Hope your K2 continues to pass the test. I have been doing the same myself from time to time.


----------



## Kind (Jan 28, 2009)

ScottBooks said:


> My original kindle had this issue. From the Amazon boards I learned that several delivered in early August had sun issues. I figure that sometimes they get a batch of bad e-ink screens. Got a replacement in January and this one has been fine.


Perhaps the supplier's trying to cut corners?


----------



## starryskyz (Nov 7, 2008)

Sigh, finally had a semi-sunny day in Seattle so I took my K2 out in the sun...and you guys are right.  On every page turn or page update, the words faded 

I wonder if I should bother with a return...this is my second kindle so I already used up 2 of the 6 liscense.  I also have my decalgirl skin on it already too.

For the ones who got a new kindle, has the issue not reproed, ie you don't see fading of any kind?  My fading is pretty big, the words are really light but I can still make them out.

I was hoping to read out in the sun all summer...what a bummer!


----------



## pidgeon92 (Oct 27, 2008)

I took mine out for the first time today, I think it may actually be close to 50 degrees.... Sat out there for about 10 minutes, no fading at all.....


----------



## starryskyz (Nov 7, 2008)

Doh - yeah I never noticed this with my first Kindle which was a K1.

Also - this reproes once I'm outside...the clouds started rolling in so even in non-direct sun contact, the text fades.


----------



## pidgeon92 (Oct 27, 2008)

Trekker said:


> Did you turn the pages? That's when the fading showed up on mine. The new page had lighter text.


I was outside for ten minutes... I opened a number of books, a couple of newspapers, and read about ten pages of one book.

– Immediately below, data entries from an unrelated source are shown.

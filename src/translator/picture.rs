//! Picture insertion: load the bytes, size them and center them on the slide.

use image::ImageReader;
use std::io::Cursor;

use super::constants::DEFAULT_IMAGE_DPI;
use super::error::ConversionWarning;
use super::walker::Translator;
use crate::doctree::Node;
use crate::fetch::FetchError;
use crate::models::common::{Emu, Frame, EMU_PER_INCH};
use crate::models::picture::Picture;

/// Remote references are recognized by their scheme separator.
fn is_remote(reference: &str) -> bool {
    reference.contains("://")
}

/// EMU extent of `pixels` at the assumed resolution.
fn pixels_to_emu(pixels: u32) -> Emu {
    (pixels as f64 * EMU_PER_INCH as f64 / DEFAULT_IMAGE_DPI).round() as Emu
}

/// Horizontally centered on the slide; vertically centered in the area below
/// the title buffer.
pub(crate) fn centered(width: Emu, height: Emu, slide_width: Emu, slide_height: Emu, title_buffer: Emu) -> Frame {
    Frame::new(
        (slide_width - width) / 2,
        (slide_height - title_buffer - height) / 2 + title_buffer,
        width,
        height,
    )
}

impl Translator<'_> {
    /// Adds the picture behind an image node. Every failure is a warning.
    pub(super) fn insert_image(&mut self, node: &Node) {
        let Some(reference) = node.attr("uri") else {
            self.warn(ConversionWarning::ImageUnavailable {
                reference: String::new(),
                reason: "image has no uri".into(),
            });
            return;
        };
        if self.deck.current_slide().is_none() {
            self.warn(ConversionWarning::NoSlide {
                tag: node.kind.tag().to_string(),
            });
            return;
        }

        let picture = match self.load_image(reference) {
            Ok(picture) => picture,
            Err(err) => {
                self.warn(ConversionWarning::ImageUnavailable {
                    reference: reference.to_string(),
                    reason: err.to_string(),
                });
                return;
            }
        };

        let width = pixels_to_emu(picture.pixel_width);
        let height = pixels_to_emu(picture.pixel_height);
        let (slide_width, slide_height) = (self.deck.slide_width(), self.deck.slide_height());
        let title_buffer = self.config.title_buffer;
        if let Some(slide) = self.deck.current_slide_mut() {
            let index = slide.add_picture(picture, Frame::new(0, 0, width, height));
            if let Some(element) = slide.element_mut(index) {
                element.frame = centered(width, height, slide_width, slide_height, title_buffer);
                log::debug!("Placed picture {} at {:?}", element.object_id, element.frame);
            }
        }
    }

    fn load_image(&self, reference: &str) -> Result<Picture, FetchError> {
        let (source, data) = if is_remote(reference) {
            (reference.to_string(), self.fetcher.fetch(reference)?)
        } else {
            let path = self.base_dir.join(reference);
            let data = std::fs::read(&path)?;
            (path.display().to_string(), data)
        };
        let (pixel_width, pixel_height) = ImageReader::new(Cursor::new(&data))
            .with_guessed_format()?
            .into_dimensions()?;
        Ok(Picture {
            source,
            pixel_width,
            pixel_height,
            data,
        })
    }
}
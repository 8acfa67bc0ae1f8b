//! Paragraph creation and run emission into the resolved region.

use super::error::{ConversionWarning, Result};
use super::region::Region;
use super::styles::resolve_styles;
use super::walker::Translator;
use crate::doctree::NodeKind;
use crate::models::bullet::BulletMode;
use crate::models::link::Link;
use crate::models::properties::{Alignment, TextStyle};

/// Paragraph-level properties for a paragraph about to be started.
#[derive(Debug, Clone, Copy, PartialEq)]
pub(crate) struct ParagraphSpec {
    pub bullet: BulletMode,
    pub level: u32,
    pub alignment: Option<Alignment>,
}

impl ParagraphSpec {
    pub(crate) fn aligned(alignment: Alignment) -> Self {
        Self {
            bullet: BulletMode::None,
            level: 0,
            alignment: Some(alignment),
        }
    }
}

impl Translator<'_> {
    /// Marker and indent from the enclosing lists and definitions.
    pub(super) fn list_paragraph(&self) -> ParagraphSpec {
        ParagraphSpec {
            bullet: self.state.lists.bullet(),
            level: self.state.lists.depth() + self.state.definition_depth,
            alignment: None,
        }
    }

    /// Indented like a list paragraph but never marked.
    pub(super) fn plain_paragraph(&self) -> ParagraphSpec {
        ParagraphSpec {
            bullet: BulletMode::None,
            ..self.list_paragraph()
        }
    }

    /// Starts a paragraph in the resolved region. The first paragraph written
    /// on a fresh title slide reuses the empty subtitle paragraph.
    pub(super) fn begin_paragraph(&mut self, kind: &NodeKind, spec: ParagraphSpec) -> Result<()> {
        if !self.require_slide(kind) {
            return Ok(());
        }
        let reuse_blank = self.state.title_slide_active();
        let region = self.resolve_region();
        let frame = self.region_text_mut(region)?;
        let paragraph = if reuse_blank && frame.is_blank() {
            frame.last_paragraph_mut()
        } else {
            frame.add_paragraph()
        };
        paragraph.bullet = spec.bullet;
        paragraph.level = spec.level;
        paragraph.alignment = spec.alignment;
        Ok(())
    }

    /// Appends `text` to the resolved region. Each line break starts a new
    /// unmarked paragraph that keeps the previous paragraph's indent.
    pub(super) fn emit_text(&mut self, text: &str) -> Result<()> {
        if !self.require_slide(&NodeKind::Text) {
            return Ok(());
        }
        let region = self.resolve_region();
        let in_cell = matches!(region, Region::Cell { .. });
        let effects = resolve_styles(self.state.styles.active(), in_cell, self.config);
        for tag in effects.unrecognized {
            self.warn_style(tag);
        }
        let style = TextStyle {
            bold: self.state.bold_depth > 0,
            italic: self.state.italic_depth > 0,
            font_family: effects.font_family,
            font_size: effects.font_size,
            color: effects.color,
            link: self.state.active_link().map(|url| Link::Url(url.to_string())),
        };

        let frame = self.region_text_mut(region)?;
        for (i, line) in text.split('\n').enumerate() {
            let paragraph = if i == 0 {
                frame.last_paragraph_mut()
            } else {
                let previous = frame.last_paragraph_mut();
                let (level, alignment) = (previous.level, previous.alignment);
                let paragraph = frame.add_paragraph();
                paragraph.level = level;
                paragraph.alignment = alignment;
                paragraph
            };
            if !line.is_empty() {
                let run = paragraph.add_run();
                run.content = line.to_string();
                run.style = style.clone();
            }
        }

        if let Some(fill) = effects.cell_fill {
            self.region_cell_mut(region)?.background = Some(fill);
        }
        Ok(())
    }

    /// A bold, unmarked paragraph holding `text`.
    pub(super) fn emit_heading(&mut self, kind: &NodeKind, text: &str) -> Result<()> {
        self.begin_paragraph(kind, self.plain_paragraph())?;
        self.state.bold_depth += 1;
        let emitted = self.emit_text(text);
        self.state.bold_depth -= 1;
        emitted
    }

    fn require_slide(&mut self, kind: &NodeKind) -> bool {
        if self.deck.current_slide().is_some() {
            return true;
        }
        self.warn(ConversionWarning::NoSlide {
            tag: kind.tag().to_string(),
        });
        false
    }
}
// src/models/text_element.rs

use serde::{Deserialize, Serialize};

use crate::models::bullet::BulletMode;
use crate::models::properties::{Alignment, TextStyle};

/// Represents a segment of text with consistent styling within a paragraph.
#[derive(Debug, Clone, Default, PartialEq, Serialize, Deserialize)]
#[serde(rename_all = "camelCase")]
pub struct TextRun {
    /// The text content of this run.
    pub content: String,
    /// The styling applied to this run.
    #[serde(default)]
    pub style: TextStyle,
}

/// A paragraph of a text frame: an ordered list of runs plus paragraph level properties.
#[derive(Debug, Clone, Default, PartialEq, Serialize, Deserialize)]
#[serde(rename_all = "camelCase")]
pub struct Paragraph {
    pub runs: Vec<TextRun>,
    /// The indent (outline) level, 0 for the outermost.
    #[serde(default)]
    pub level: u32,
    #[serde(default)]
    pub bullet: BulletMode,
    #[serde(skip_serializing_if = "Option::is_none")]
    pub alignment: Option<Alignment>,
}

impl Paragraph {
    /// Appends an empty run and returns it for the caller to fill.
    pub fn add_run(&mut self) -> &mut TextRun {
        self.runs.push(TextRun::default());
        let last = self.runs.len() - 1;
        &mut self.runs[last]
    }

    /// The concatenated content of all runs.
    pub fn text(&self) -> String {
        self.runs.iter().map(|run| run.content.as_str()).collect()
    }

    pub fn is_blank(&self) -> bool {
        self.runs.iter().all(|run| run.content.is_empty())
    }
}
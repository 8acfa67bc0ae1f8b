use serde::{Deserialize, Serialize};

/// How a paragraph is marked.
/// Derived from the `a:buNone` / `a:buChar` / `a:buAutoNum` choice of DrawingML paragraphs.
#[derive(Debug, Clone, Copy, Default, PartialEq, Eq, Serialize, Deserialize)]
#[serde(rename_all = "camelCase")]
pub enum BulletMode {
    /// No bullet, even when the placeholder would otherwise supply one.
    #[default]
    None,
    /// The placeholder's bullet glyph for the paragraph's level.
    Bullet,
    /// Arabic numbering followed by a period, counting from `start_at`.
    #[serde(rename_all = "camelCase")]
    AutoNumber { start_at: u32 },
}
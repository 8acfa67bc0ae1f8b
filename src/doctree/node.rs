//! The read-only document tree consumed by the translator.

use indexmap::IndexMap;
use serde::{Deserialize, Serialize};
use std::fmt;

/// The discriminator of a tree node.
/// Tag names follow the docutils doctree vocabulary; anything else lands in `Unknown`.
#[derive(Debug, Clone, PartialEq, Eq, Hash, Serialize, Deserialize)]
#[serde(from = "String", into = "String")]
pub enum NodeKind {
    Document,
    Section,
    Title,
    Subtitle,
    Paragraph,
    Text,
    BulletList,
    EnumeratedList,
    ListItem,
    DefinitionList,
    DefinitionListItem,
    Term,
    Definition,
    BlockQuote,
    Attribution,
    Topic,
    Table,
    TGroup,
    ColSpec,
    THead,
    TBody,
    Row,
    Entry,
    Reference,
    TitleReference,
    Strong,
    Emphasis,
    Literal,
    LiteralBlock,
    Inline,
    Container,
    Image,
    Figure,
    Caption,
    Docinfo,
    Author,
    Date,
    Version,
    Status,
    Copyright,
    Decoration,
    Header,
    Footer,
    SubstitutionDefinition,
    Target,
    Transition,
    Comment,
    SystemMessage,
    /// A tag with no defined translation.
    Unknown(String),
}

impl NodeKind {
    /// Maps a docutils tag name to a node kind.
    pub fn from_tag(tag: &str) -> Self {
        match tag {
            "document" => NodeKind::Document,
            "section" => NodeKind::Section,
            "title" => NodeKind::Title,
            "subtitle" => NodeKind::Subtitle,
            "paragraph" => NodeKind::Paragraph,
            "#text" => NodeKind::Text,
            "bullet_list" => NodeKind::BulletList,
            "enumerated_list" => NodeKind::EnumeratedList,
            "list_item" => NodeKind::ListItem,
            "definition_list" => NodeKind::DefinitionList,
            "definition_list_item" => NodeKind::DefinitionListItem,
            "term" => NodeKind::Term,
            "definition" => NodeKind::Definition,
            "block_quote" => NodeKind::BlockQuote,
            "attribution" => NodeKind::Attribution,
            "topic" => NodeKind::Topic,
            "table" => NodeKind::Table,
            "tgroup" => NodeKind::TGroup,
            "colspec" => NodeKind::ColSpec,
            "thead" => NodeKind::THead,
            "tbody" => NodeKind::TBody,
            "row" => NodeKind::Row,
            "entry" => NodeKind::Entry,
            "reference" => NodeKind::Reference,
            "title_reference" => NodeKind::TitleReference,
            "strong" => NodeKind::Strong,
            "emphasis" => NodeKind::Emphasis,
            "literal" => NodeKind::Literal,
            "literal_block" => NodeKind::LiteralBlock,
            "inline" => NodeKind::Inline,
            "container" => NodeKind::Container,
            "image" => NodeKind::Image,
            "figure" => NodeKind::Figure,
            "caption" => NodeKind::Caption,
            "docinfo" => NodeKind::Docinfo,
            "author" => NodeKind::Author,
            "date" => NodeKind::Date,
            "version" => NodeKind::Version,
            "status" => NodeKind::Status,
            "copyright" => NodeKind::Copyright,
            "decoration" => NodeKind::Decoration,
            "header" => NodeKind::Header,
            "footer" => NodeKind::Footer,
            "substitution_definition" => NodeKind::SubstitutionDefinition,
            "target" => NodeKind::Target,
            "transition" => NodeKind::Transition,
            "comment" => NodeKind::Comment,
            "system_message" => NodeKind::SystemMessage,
            other => NodeKind::Unknown(other.to_string()),
        }
    }

    /// The docutils tag name of this kind.
    pub fn tag(&self) -> &str {
        match self {
            NodeKind::Document => "document",
            NodeKind::Section => "section",
            NodeKind::Title => "title",
            NodeKind::Subtitle => "subtitle",
            NodeKind::Paragraph => "paragraph",
            NodeKind::Text => "#text",
            NodeKind::BulletList => "bullet_list",
            NodeKind::EnumeratedList => "enumerated_list",
            NodeKind::ListItem => "list_item",
            NodeKind::DefinitionList => "definition_list",
            NodeKind::DefinitionListItem => "definition_list_item",
            NodeKind::Term => "term",
            NodeKind::Definition => "definition",
            NodeKind::BlockQuote => "block_quote",
            NodeKind::Attribution => "attribution",
            NodeKind::Topic => "topic",
            NodeKind::Table => "table",
            NodeKind::TGroup => "tgroup",
            NodeKind::ColSpec => "colspec",
            NodeKind::THead => "thead",
            NodeKind::TBody => "tbody",
            NodeKind::Row => "row",
            NodeKind::Entry => "entry",
            NodeKind::Reference => "reference",
            NodeKind::TitleReference => "title_reference",
            NodeKind::Strong => "strong",
            NodeKind::Emphasis => "emphasis",
            NodeKind::Literal => "literal",
            NodeKind::LiteralBlock => "literal_block",
            NodeKind::Inline => "inline",
            NodeKind::Container => "container",
            NodeKind::Image => "image",
            NodeKind::Figure => "figure",
            NodeKind::Caption => "caption",
            NodeKind::Docinfo => "docinfo",
            NodeKind::Author => "author",
            NodeKind::Date => "date",
            NodeKind::Version => "version",
            NodeKind::Status => "status",
            NodeKind::Copyright => "copyright",
            NodeKind::Decoration => "decoration",
            NodeKind::Header => "header",
            NodeKind::Footer => "footer",
            NodeKind::SubstitutionDefinition => "substitution_definition",
            NodeKind::Target => "target",
            NodeKind::Transition => "transition",
            NodeKind::Comment => "comment",
            NodeKind::SystemMessage => "system_message",
            NodeKind::Unknown(tag) => tag,
        }
    }

    /// Text elements hold inline content; their flattened text is joined without
    /// separators, and whitespace between their children is significant.
    pub fn is_text_element(&self) -> bool {
        matches!(
            self,
            NodeKind::Title
                | NodeKind::Subtitle
                | NodeKind::Paragraph
                | NodeKind::Term
                | NodeKind::Attribution
                | NodeKind::Reference
                | NodeKind::TitleReference
                | NodeKind::Strong
                | NodeKind::Emphasis
                | NodeKind::Literal
                | NodeKind::LiteralBlock
                | NodeKind::Inline
                | NodeKind::Caption
                | NodeKind::Author
                | NodeKind::Date
                | NodeKind::Version
                | NodeKind::Status
                | NodeKind::Copyright
                | NodeKind::Comment
                | NodeKind::Target
        )
    }
}

impl From<String> for NodeKind {
    fn from(tag: String) -> Self {
        NodeKind::from_tag(&tag)
    }
}

impl From<NodeKind> for String {
    fn from(kind: NodeKind) -> Self {
        kind.tag().to_string()
    }
}

impl fmt::Display for NodeKind {
    fn fmt(&self, f: &mut fmt::Formatter<'_>) -> fmt::Result {
        f.write_str(self.tag())
    }
}

/// One node of the source tree.
#[derive(Debug, Clone, PartialEq, Serialize, Deserialize)]
#[serde(rename_all = "camelCase")]
pub struct Node {
    pub kind: NodeKind,

    /// Author-attached style tags (the docutils `classes` attribute).
    #[serde(default, skip_serializing_if = "Vec::is_empty")]
    pub classes: Vec<String>,

    /// Kind specific attributes (`uri`, `refuri`, `colwidth`, `cols`, `source`, ...).
    #[serde(default, skip_serializing_if = "IndexMap::is_empty")]
    pub attributes: IndexMap<String, String>,

    /// Literal content of a `Text` node.
    #[serde(default, skip_serializing_if = "Option::is_none")]
    pub text: Option<String>,

    #[serde(default, skip_serializing_if = "Vec::is_empty")]
    pub children: Vec<Node>,
}

impl Node {
    /// An element node with no children, classes or attributes.
    pub fn new(kind: NodeKind) -> Self {
        Self {
            kind,
            classes: Vec::new(),
            attributes: IndexMap::new(),
            text: None,
            children: Vec::new(),
        }
    }

    /// A leaf text node.
    pub fn text(content: impl Into<String>) -> Self {
        Self {
            text: Some(content.into()),
            ..Self::new(NodeKind::Text)
        }
    }

    pub fn with_children(mut self, children: impl IntoIterator<Item = Node>) -> Self {
        self.children.extend(children);
        self
    }

    pub fn with_child(mut self, child: Node) -> Self {
        self.children.push(child);
        self
    }

    pub fn with_classes<S: Into<String>>(mut self, classes: impl IntoIterator<Item = S>) -> Self {
        self.classes.extend(classes.into_iter().map(Into::into));
        self
    }

    pub fn with_attr(mut self, name: impl Into<String>, value: impl Into<String>) -> Self {
        self.attributes.insert(name.into(), value.into());
        self
    }

    pub fn attr(&self, name: &str) -> Option<&str> {
        self.attributes.get(name).map(String::as_str)
    }

    /// Parses an integer attribute, ignoring values that do not parse.
    pub fn attr_usize(&self, name: &str) -> Option<usize> {
        self.attr(name).and_then(|v| v.trim().parse().ok())
    }

    /// Parses a numeric attribute, ignoring values that do not parse.
    pub fn attr_f64(&self, name: &str) -> Option<f64> {
        self.attr(name).and_then(|v| v.trim().parse().ok())
    }

    /// All descendant text with structure discarded. Children of block
    /// containers are separated by a blank line, inline content is concatenated.
    pub fn flattened_text(&self) -> String {
        if let Some(text) = &self.text {
            return text.clone();
        }
        let separator = if self.kind.is_text_element() { "" } else { "\n\n" };
        self.children
            .iter()
            .map(Node::flattened_text)
            .collect::<Vec<_>>()
            .join(separator)
    }

    /// Children of the given kind.
    pub fn children_of<'a>(&'a self, kind: &'a NodeKind) -> impl Iterator<Item = &'a Node> + 'a {
        self.children.iter().filter(move |c| &c.kind == kind)
    }
}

No fading.


----------



## starryskyz (Nov 7, 2008)

A dead give-away for me (apart from the much lighter text) is that page turns usually have a refresh where most of the screen apart from the top/bottom bars flashes black.  In the sun today, my refresh ended up having bands.  Anywhere with no text was black, but anywhere with text was a very light shade of gray.  Once the refreshes have the zebra look to them, the text fades.

Pidgeon92, does this not happen for you either?  I'm trying to get a feel for whats normal and whats not


----------



## starryskyz (Nov 7, 2008)

Trekker said:


> You are allowed to have 6 total kindles on your account at any given time. If you have only one and get it replaced, you still have only one. You're not "using up" licenses by getting replacements.
> 
> The sun was out for a bit today and I tried mine. I held it in the sun and turned pages and the text definitely got lighter. I need to try it on a very bright cloudless day before I make any decisions. I also have skins on mine and even if I get a replacement kindle, there are no guarantees that the new one is going to work any better.
> 
> It would be nice to know if this could be fixed with firmware or if it's an actual defect. Even though the text got lighter, I still had no trouble reading it.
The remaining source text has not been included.